What Is Diamond Fluorescence?
According to expert jewelers, diamond fluorescence is a diamond’s reaction to being exposed to ultraviolet light. To put it another way, UV light has the ability to make your teeth whiter and your dark posters glow in the dark. This does not imply that diamonds with fluorescence will always appear white, as the vast majority of fluorescing diamonds (99 out of 100) will reflect blue light.
How Is Diamond Fluorescence Checked?
There are a number of ways to check the diamond fluorescence and here are some of those.
Check Whether The Diamond Is Cloudy
There are differences between a cloudy fluorescence diamond and a clear grease diamond, so make sure you clean your diamond thoroughly before using it.
Use A UV Blacklight
Bank tellers often use blacklights to verify banknotes and you can use these blacklights to instantly determine whether or not your diamond has fluorescence. This is the simplest method for beginners to check the diamond fluorescence.
Put It Under White Light
To see if your diamond is fluorescent, turn it under white light (you could use your lamp) and look for a faint blue glow emanating from the diamond facets.
Check The Diamond Certificate
This method is probably the most convenient for buyers who are looking for a speedy purchase. GIA and HRD report clearly state whether or not a diamond exhibits fluorescence.
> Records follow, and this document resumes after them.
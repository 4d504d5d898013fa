//! In-process collaborators for tests and headless runs
//!
//! `MockMap` records every render command it receives and keeps enough
//! viewport state to answer projection queries deterministically.
//! `MemoryStore` / `SharedMemoryStore` back the persistence trait with a
//! plain hash map.

use std::cell::RefCell;
use std::collections::HashMap;
use std::rc::Rc;

use nalgebra::Point2;

use crate::traits::{KeyValueStore, MapBackend, MarkerId, MarkerKind};
use crate::types::LatLng;

/// Degrees of latitude/longitude per screen pixel in the mock projection.
const MOCK_DEGREES_PER_PIXEL: f64 = 0.0001;

/// Mock viewport dimensions in pixels.
const MOCK_VIEWPORT: (f64, f64) = (800.0, 600.0);

/// A render command observed by `MockMap`, in issue order.
#[derive(Debug, Clone, PartialEq)]
pub enum RenderCommand {
    TileLayer { url_template: String },
    PlaceMarker { marker: MarkerId, at: LatLng, rotatable: bool },
    MoveMarker { marker: MarkerId, at: LatLng },
    RotateMarker { marker: MarkerId, degrees: i32 },
    RemoveMarker { marker: MarkerId },
    Recenter { at: LatLng, zoom: u8, animate: bool },
    Destroy,
}

#[derive(Debug, Clone)]
struct MarkerRecord {
    at: LatLng,
    kind: MarkerKind,
    rotation: i32,
}

/// Headless map backend with a linear screen projection around the current
/// viewport center.
#[derive(Debug)]
pub struct MockMap {
    center: LatLng,
    zoom: u8,
    markers: HashMap<MarkerId, MarkerRecord>,
    next_marker: u32,
    commands: Vec<RenderCommand>,
    destroyed: bool,
}

impl MockMap {
    pub fn new(center: LatLng, zoom: u8) -> Self {
        MockMap {
            center,
            zoom,
            markers: HashMap::new(),
            next_marker: 0,
            commands: Vec::new(),
            destroyed: false,
        }
    }

    /// Every command issued so far, in order.
    pub fn commands(&self) -> &[RenderCommand] {
        &self.commands
    }

    pub fn marker_position(&self, marker: MarkerId) -> Option<LatLng> {
        self.markers.get(&marker).map(|m| m.at)
    }

    pub fn marker_rotation(&self, marker: MarkerId) -> Option<i32> {
        self.markers.get(&marker).map(|m| m.rotation)
    }

    pub fn marker_kind(&self, marker: MarkerId) -> Option<MarkerKind> {
        self.markers.get(&marker).map(|m| m.kind)
    }

    pub fn center(&self) -> LatLng {
        self.center
    }

    pub fn is_destroyed(&self) -> bool {
        self.destroyed
    }
}

impl MapBackend for MockMap {
    fn add_tile_layer(&mut self, url_template: &str, _attribution: &str) {
        self.commands.push(RenderCommand::TileLayer {
            url_template: url_template.to_string(),
        });
    }

    fn place_marker(&mut self, at: LatLng, kind: MarkerKind, rotatable: bool) -> MarkerId {
        let marker = MarkerId(self.next_marker);
        self.next_marker += 1;
        self.markers.insert(
            marker,
            MarkerRecord {
                at,
                kind,
                rotation: 0,
            },
        );
        self.commands.push(RenderCommand::PlaceMarker {
            marker,
            at,
            rotatable,
        });
        marker
    }

    fn set_marker_position(&mut self, marker: MarkerId, at: LatLng) {
        if let Some(record) = self.markers.get_mut(&marker) {
            record.at = at;
        }
        self.commands.push(RenderCommand::MoveMarker { marker, at });
    }

    fn set_marker_rotation(&mut self, marker: MarkerId, degrees: i32) {
        if let Some(record) = self.markers.get_mut(&marker) {
            record.rotation = degrees;
        }
        self.commands
            .push(RenderCommand::RotateMarker { marker, degrees });
    }

    fn remove_marker(&mut self, marker: MarkerId) {
        self.markers.remove(&marker);
        self.commands.push(RenderCommand::RemoveMarker { marker });
    }

    fn recenter(&mut self, at: LatLng, zoom: u8, animate: bool) {
        self.center = at;
        self.zoom = zoom;
        self.commands.push(RenderCommand::Recenter { at, zoom, animate });
    }

    fn zoom(&self) -> u8 {
        self.zoom
    }

    fn screen_to_coordinate(&self, point: Point2<f64>) -> LatLng {
        // Linear projection: the viewport center is the map center, y grows
        // downward on screen while latitude grows upward.
        let (width, height) = MOCK_VIEWPORT;
        LatLng::new(
            self.center.lat - (point.y - height / 2.0) * MOCK_DEGREES_PER_PIXEL,
            self.center.lng + (point.x - width / 2.0) * MOCK_DEGREES_PER_PIXEL,
        )
    }

    fn destroy(&mut self) {
        self.markers.clear();
        self.destroyed = true;
        self.commands.push(RenderCommand::Destroy);
    }
}

/// Hash-map backed store.
#[derive(Debug, Clone, Default)]
pub struct MemoryStore {
    entries: HashMap<String, String>,
}

impl MemoryStore {
    pub fn new() -> Self {
        Self::default()
    }
}

impl KeyValueStore for MemoryStore {
    fn get(&self, key: &str) -> Option<String> {
        self.entries.get(key).cloned()
    }

    fn set(&mut self, key: &str, value: &str) {
        self.entries.insert(key.to_string(), value.to_string());
    }

    fn remove(&mut self, key: &str) {
        self.entries.remove(key);
    }
}

/// A `MemoryStore` behind `Rc<RefCell<..>>` so a test can keep a handle to
/// the same storage it hands to a stage, then reload from it.
#[derive(Debug, Clone, Default)]
pub struct SharedMemoryStore {
    inner: Rc<RefCell<MemoryStore>>,
}

impl SharedMemoryStore {
    pub fn new() -> Self {
        Self::default()
    }
}

impl KeyValueStore for SharedMemoryStore {
    fn get(&self, key: &str) -> Option<String> {
        self.inner.borrow().get(key)
    }

    fn set(&mut self, key: &str, value: &str) {
        self.inner.borrow_mut().set(key, value);
    }

    fn remove(&mut self, key: &str) {
        self.inner.borrow_mut().remove(key);
    }
}
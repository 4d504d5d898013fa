//! Long-press detection
//!
//! State machine: `Idle -> Armed -> (fire | cancel) -> Idle`. A press-start
//! on the attached surface arms a deadline; releasing before the deadline
//! cancels silently, holding past it fires exactly once. The host pumps
//! `poll` with its clock instead of the detector owning a timer thread, so
//! arm/cancel/fire ordering is deterministic on the event loop.

use log::debug;
use nalgebra::Point2;

/// Hold duration that separates a long press from a tap.
pub const LONG_PRESS_MS: u64 = 1500;

/// Where on the surface a press landed.
///
/// Presses over interactive controls or explicitly marked ignore zones never
/// arm the detector; only the bare map surface does.
#[derive(Debug, Clone, Copy, PartialEq, Eq)]
pub enum PressRegion {
    /// The map surface itself.
    Surface,
    /// An interactive control (buttons, panels) layered over the surface.
    Control,
    /// A region explicitly opted out of long-press handling.
    Ignored,
}

/// A raw press-start observation from the host event source.
#[derive(Debug, Clone, Copy)]
pub struct PressEvent {
    /// Container-relative screen position of the press.
    pub screen: Point2<f64>,
    pub region: PressRegion,
    pub timestamp_ms: u64,
}

/// Detector state, exposed for assertions and host display.
#[derive(Debug, Clone, Copy, PartialEq, Eq, Default)]
pub enum DetectorState {
    #[default]
    Idle,
    Armed,
}

/// One live press gesture: where it started and when it will fire.
///
/// Held in a single `Option` so a second arm can only replace the first;
/// stacked deadlines are unrepresentable.
#[derive(Debug, Clone, Copy)]
struct PressSession {
    screen: Point2<f64>,
    deadline_ms: u64,
}

/// Long-press detector for one attached surface.
pub struct LongPressDetector {
    hold_ms: u64,
    session: Option<PressSession>,
    gate: Option<Box<dyn Fn() -> bool>>,
}

impl LongPressDetector {
    pub fn new() -> Self {
        Self::with_hold(LONG_PRESS_MS)
    }

    /// Create with a custom hold duration (tests shorten it).
    pub fn with_hold(hold_ms: u64) -> Self {
        LongPressDetector {
            hold_ms,
            session: None,
            gate: None,
        }
    }

    /// Attach to a surface with an external gating predicate. The predicate
    /// is consulted at every press-start; returning false keeps the detector
    /// idle for that press.
    pub fn attach(&mut self, gate: impl Fn() -> bool + 'static) {
        self.gate = Some(Box::new(gate));
    }

    /// Detach from the surface, dropping the gate and any live session.
    /// A second detach is a no-op.
    pub fn detach(&mut self) {
        self.gate = None;
        self.session = None;
    }

    pub fn is_attached(&self) -> bool {
        self.gate.is_some()
    }

    pub fn state(&self) -> DetectorState {
        if self.session.is_some() {
            DetectorState::Armed
        } else {
            DetectorState::Idle
        }
    }

    /// Feed a press-start. Arms a deadline unless the detector is detached,
    /// the gate declines, or the press landed outside the bare surface.
    /// A press-start while already armed replaces the previous session
    /// (last-armed-wins), never stacks a second deadline.
    pub fn press_start(&mut self, event: PressEvent) {
        let Some(gate) = &self.gate else { return };
        if !gate() || event.region != PressRegion::Surface {
            return;
        }

        // Overwriting the Option drops any earlier deadline before arming.
        self.session = Some(PressSession {
            screen: event.screen,
            deadline_ms: event.timestamp_ms + self.hold_ms,
        });
        debug!(
            "long-press armed at ({:.0}, {:.0})",
            event.screen.x, event.screen.y
        );
    }

    /// Feed a press-end (pointer-up / touch-end). Cancels any armed session;
    /// nothing fires for that press.
    pub fn press_end(&mut self) {
        if self.session.take().is_some() {
            debug!("long-press cancelled");
        }
    }

    /// Advance the detector clock. When an armed session's deadline has
    /// passed, consumes it and yields the press-start screen point exactly
    /// once.
    pub fn poll(&mut self, now_ms: u64) -> Option<Point2<f64>> {
        let session = self.session?;
        if now_ms < session.deadline_ms {
            return None;
        }
        self.session = None;
        debug!("long-press fired");
        Some(session.screen)
    }
}

impl Default for LongPressDetector {
    fn default() -> Self {
        LongPressDetector::new()
    }
}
Benefits Of Diamond Fluorescence
Fluorescence-enhanced diamonds tend to be less expensive than non-fluorescent diamonds, making it possible to purchase a larger carat diamond at a lower cost. In the case of second-grade colors such as J color, you may be able to wear a “whiter” diamond because a little fluorescence can make the diamond appear as white as an I color diamond.
There is a good chance that diamond fluorescence is the cause of a price difference between two identical Princess halo diamond rings with the same 4C grading.